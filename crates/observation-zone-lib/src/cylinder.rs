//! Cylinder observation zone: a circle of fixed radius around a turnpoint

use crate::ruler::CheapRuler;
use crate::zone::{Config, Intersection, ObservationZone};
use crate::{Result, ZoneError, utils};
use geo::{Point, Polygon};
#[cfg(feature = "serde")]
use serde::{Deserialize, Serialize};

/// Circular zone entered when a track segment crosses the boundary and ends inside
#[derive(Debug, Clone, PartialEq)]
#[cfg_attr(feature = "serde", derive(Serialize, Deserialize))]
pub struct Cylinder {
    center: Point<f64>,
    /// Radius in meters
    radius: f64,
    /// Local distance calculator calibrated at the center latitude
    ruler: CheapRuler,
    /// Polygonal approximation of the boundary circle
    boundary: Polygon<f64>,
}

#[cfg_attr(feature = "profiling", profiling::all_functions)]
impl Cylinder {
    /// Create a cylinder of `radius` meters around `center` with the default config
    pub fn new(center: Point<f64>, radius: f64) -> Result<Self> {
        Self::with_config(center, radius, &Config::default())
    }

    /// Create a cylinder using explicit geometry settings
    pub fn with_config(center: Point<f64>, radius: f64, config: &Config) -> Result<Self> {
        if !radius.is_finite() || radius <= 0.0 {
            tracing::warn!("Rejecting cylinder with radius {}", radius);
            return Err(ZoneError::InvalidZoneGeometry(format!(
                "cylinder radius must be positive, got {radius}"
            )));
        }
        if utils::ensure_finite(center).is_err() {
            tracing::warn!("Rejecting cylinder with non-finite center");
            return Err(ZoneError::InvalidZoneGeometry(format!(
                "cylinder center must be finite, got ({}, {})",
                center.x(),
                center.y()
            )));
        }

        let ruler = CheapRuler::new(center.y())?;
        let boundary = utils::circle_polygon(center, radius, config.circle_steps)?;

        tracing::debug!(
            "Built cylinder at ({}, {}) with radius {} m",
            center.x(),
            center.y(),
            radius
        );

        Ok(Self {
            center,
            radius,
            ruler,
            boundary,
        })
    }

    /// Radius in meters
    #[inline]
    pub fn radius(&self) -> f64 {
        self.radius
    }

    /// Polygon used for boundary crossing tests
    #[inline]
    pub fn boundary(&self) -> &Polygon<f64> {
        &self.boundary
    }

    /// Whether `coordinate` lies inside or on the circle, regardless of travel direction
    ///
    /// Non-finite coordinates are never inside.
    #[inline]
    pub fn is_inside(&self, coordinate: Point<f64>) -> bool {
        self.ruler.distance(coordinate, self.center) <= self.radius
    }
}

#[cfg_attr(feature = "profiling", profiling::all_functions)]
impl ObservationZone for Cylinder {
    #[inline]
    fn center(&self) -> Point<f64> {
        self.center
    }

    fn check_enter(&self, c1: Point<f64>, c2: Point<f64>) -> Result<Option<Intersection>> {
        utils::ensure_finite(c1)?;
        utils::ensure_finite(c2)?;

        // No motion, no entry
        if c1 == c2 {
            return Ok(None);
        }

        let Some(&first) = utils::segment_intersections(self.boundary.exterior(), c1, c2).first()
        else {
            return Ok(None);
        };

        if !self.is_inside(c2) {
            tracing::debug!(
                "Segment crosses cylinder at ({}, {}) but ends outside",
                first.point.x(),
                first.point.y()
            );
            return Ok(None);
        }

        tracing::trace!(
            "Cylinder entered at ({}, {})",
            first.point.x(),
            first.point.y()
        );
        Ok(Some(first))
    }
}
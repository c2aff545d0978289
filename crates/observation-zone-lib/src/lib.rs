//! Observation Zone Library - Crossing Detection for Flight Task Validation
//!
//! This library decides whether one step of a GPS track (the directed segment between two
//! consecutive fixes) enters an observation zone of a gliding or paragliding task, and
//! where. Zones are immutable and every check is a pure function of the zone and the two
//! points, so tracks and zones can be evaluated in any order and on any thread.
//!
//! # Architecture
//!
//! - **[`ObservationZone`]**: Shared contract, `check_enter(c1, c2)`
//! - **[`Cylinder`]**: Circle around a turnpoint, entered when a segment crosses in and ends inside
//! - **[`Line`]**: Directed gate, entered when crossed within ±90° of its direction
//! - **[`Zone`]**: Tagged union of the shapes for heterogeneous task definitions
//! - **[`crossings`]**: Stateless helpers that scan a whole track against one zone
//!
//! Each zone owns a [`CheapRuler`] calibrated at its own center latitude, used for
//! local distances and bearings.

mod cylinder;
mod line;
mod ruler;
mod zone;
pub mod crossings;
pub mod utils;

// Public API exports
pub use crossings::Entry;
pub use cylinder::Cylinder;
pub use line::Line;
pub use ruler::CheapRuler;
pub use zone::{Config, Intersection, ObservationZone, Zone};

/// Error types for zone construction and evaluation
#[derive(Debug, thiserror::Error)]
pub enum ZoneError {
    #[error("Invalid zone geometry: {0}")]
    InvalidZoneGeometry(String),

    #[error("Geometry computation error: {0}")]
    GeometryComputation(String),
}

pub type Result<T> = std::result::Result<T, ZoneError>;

→ WHAT THIS TASK INVOLVES
Begin with the line containing "construction and evaluation" and repeat each line exactly until the records above end.

→ RESPONSE BOX
/// Error types for zone construction and evaluation
#[derive(Debug, thiserror::Error)]
pub enum ZoneError {
    #[error("Invalid zone geometry: {0}")]
    InvalidZoneGeometry(String),

    #[error("Geometry computation error: {0}")]
    GeometryComputation(String),
}

pub type Result<T> = std::result::Result<T, ZoneError>;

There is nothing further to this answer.